Muramyl Dipeptide Induces Reactive Oxygen Species Generation Through the NOD2/COX-2/NOX4 Signaling Pathway in Human Umbilical Vein Endothelial Cells.

Vascular endothelium dysfunction caused by oxidative stress accelerates the pathologic process of cardiovascular diseases. NOD2, an essential receptor of innate immune system, has been demonstrated to play a critical role in atherosclerosis. Here, the aim of our study was to investigate the effect and underlying molecular mechanism of muramyl dipeptide (MDP) on NOX4-mediated reactive oxygen species (ROS) generation in human umbilical vein endothelial cells (HUVECs). The 2,7-dichlorofluorescein diacetate staining was to measure the intracellular ROS level and showed MDP-promoted ROS production in a time- and dose-dependent manner.
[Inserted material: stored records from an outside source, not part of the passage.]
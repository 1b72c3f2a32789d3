pub mod analyzer;
pub mod config;
pub mod error;
pub mod ingest;
pub mod recommend;
pub mod report;
pub mod stats;

pub use error::AnalysisError;

/// Common types used across modules
pub mod types {
    use chrono::{DateTime, Utc};
    use serde::{Deserialize, Serialize};

    use crate::error::AnalysisError;

    /// Telemetry dimension carried by the input table
    #[derive(Debug, Clone, Copy, PartialEq, Eq, PartialOrd, Ord, Hash, Serialize, Deserialize)]
    #[serde(rename_all = "lowercase")]
    pub enum MetricId {
        Cpu,
        Memory,
        Network,
        Temperature,
    }

    impl MetricId {
        /// All metrics, in report order
        pub const ALL: [MetricId; 4] = [
            MetricId::Cpu,
            MetricId::Memory,
            MetricId::Network,
            MetricId::Temperature,
        ];

        /// Column header used by the server usage CSV export
        pub fn column(&self) -> &'static str {
            match self {
                MetricId::Cpu => "CPU_Usage",
                MetricId::Memory => "Memory_Usage",
                MetricId::Network => "Network_Usage",
                MetricId::Temperature => "Temperature",
            }
        }

        pub fn from_column(header: &str) -> Option<Self> {
            Self::ALL.into_iter().find(|m| m.column() == header.trim())
        }

        /// Unit suffix used when rendering values
        pub fn unit(&self) -> &'static str {
            match self {
                MetricId::Cpu => "%",
                MetricId::Memory => "GB",
                MetricId::Network => "",
                MetricId::Temperature => "°C",
            }
        }
    }

    impl std::fmt::Display for MetricId {
        fn fmt(&self, f: &mut std::fmt::Formatter<'_>) -> std::fmt::Result {
            let s = match self {
                MetricId::Cpu => "cpu",
                MetricId::Memory => "memory",
                MetricId::Network => "network",
                MetricId::Temperature => "temperature",
            };
            write!(f, "{}", s)
        }
    }

    /// Classification of a single sample against a threshold pair
    #[derive(Debug, Clone, Copy, PartialEq, Eq, PartialOrd, Ord, Hash, Serialize, Deserialize)]
    #[serde(rename_all = "lowercase")]
    pub enum Severity {
        Normal,
        Warning,
        Critical,
    }

    impl std::fmt::Display for Severity {
        fn fmt(&self, f: &mut std::fmt::Formatter<'_>) -> std::fmt::Result {
            match self {
                Severity::Normal => write!(f, "NORMAL"),
                Severity::Warning => write!(f, "WARN"),
                Severity::Critical => write!(f, "CRITICAL"),
            }
        }
    }

    /// Direction of concern for a metric
    #[derive(Debug, Clone, Copy, PartialEq, Eq, Hash, Default, Serialize, Deserialize)]
    #[serde(rename_all = "snake_case")]
    pub enum Comparator {
        /// Values above the bound are concerning
        #[default]
        GreaterThan,
        /// Values below the bound are concerning (free-capacity style gauges)
        LessThan,
    }

    impl Comparator {
        /// Whether `value` has reached `bound` in the alerting direction.
        /// With `strict` the value must pass the bound rather than touch it.
        pub fn reaches(&self, value: f64, bound: f64, strict: bool) -> bool {
            match (self, strict) {
                (Comparator::GreaterThan, false) => value >= bound,
                (Comparator::GreaterThan, true) => value > bound,
                (Comparator::LessThan, false) => value <= bound,
                (Comparator::LessThan, true) => value < bound,
            }
        }
    }

    impl std::fmt::Display for Comparator {
        fn fmt(&self, f: &mut std::fmt::Formatter<'_>) -> std::fmt::Result {
            match self {
                Comparator::GreaterThan => write!(f, ">="),
                Comparator::LessThan => write!(f, "<="),
            }
        }
    }

    /// A single metric measurement
    #[derive(Debug, Clone, Copy, PartialEq, Serialize)]
    pub struct Sample {
        pub timestamp: DateTime<Utc>,
        pub value: f64,
    }

    /// Ordered samples for one metric.
    ///
    /// Timestamps are strictly increasing and every value is finite; both are
    /// checked on construction so downstream analyzers never re-validate.
    #[derive(Debug, Clone, PartialEq, Serialize)]
    pub struct MetricSeries {
        metric: MetricId,
        samples: Vec<Sample>,
    }

    impl MetricSeries {
        pub fn new(metric: MetricId, samples: Vec<Sample>) -> Result<Self, AnalysisError> {
            for (index, sample) in samples.iter().enumerate() {
                if !sample.value.is_finite() {
                    return Err(AnalysisError::NonFiniteValue { metric, index });
                }
                if index > 0 && sample.timestamp <= samples[index - 1].timestamp {
                    return Err(AnalysisError::NonMonotonicTimestamp {
                        metric,
                        index,
                        timestamp: sample.timestamp,
                    });
                }
            }
            Ok(Self { metric, samples })
        }

        pub fn from_pairs<I>(metric: MetricId, pairs: I) -> Result<Self, AnalysisError>
        where
            I: IntoIterator<Item = (DateTime<Utc>, f64)>,
        {
            let samples = pairs
                .into_iter()
                .map(|(timestamp, value)| Sample { timestamp, value })
                .collect();
            Self::new(metric, samples)
        }

        pub fn metric(&self) -> MetricId {
            self.metric
        }

        pub fn samples(&self) -> &[Sample] {
            &self.samples
        }

        pub fn values(&self) -> impl Iterator<Item = f64> + '_ {
            self.samples.iter().map(|s| s.value)
        }

        /// Values in ascending order, for order-statistic based methods
        pub fn sorted_values(&self) -> Vec<f64> {
            let mut values: Vec<f64> = self.values().collect();
            values.sort_by(|a, b| a.total_cmp(b));
            values
        }

        pub fn len(&self) -> usize {
            self.samples.len()
        }

        pub fn is_empty(&self) -> bool {
            self.samples.is_empty()
        }
    }

    /// Classification of one sample of one metric
    #[derive(Debug, Clone, Copy, PartialEq, Serialize)]
    pub struct AnomalyRecord {
        pub timestamp: DateTime<Utc>,
        pub metric: MetricId,
        pub value: f64,
        pub severity: Severity,
    }
}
The mRNA and protein levels of NOX4 and COX-2 were detected by real-time polymerase chain reaction and western blot. Small interfering RNA (siRNA) was used to silence NOD2 or COX-2 gene expression and investigate the mechanism of NOD2-mediated signaling pathway in HUVECs. Data showed that MDP induced NOX4 and COX-2 expression in a time- and dose-dependent manner. NOD2 knock-down suppressed upregulation of COX-2 and NOX4 in HUVECs treated with MDP. Furthermore, silence of COX-2 in HUVECs downregulated the NOX4 expression after MDP stimulation. Collectively, we indicated that NOD2 played a leading role in MDP-induced COX-2/NOX4/ROS signaling pathway in HUVECs, which was a novel regulatory mechanism in the progress of ROS generation.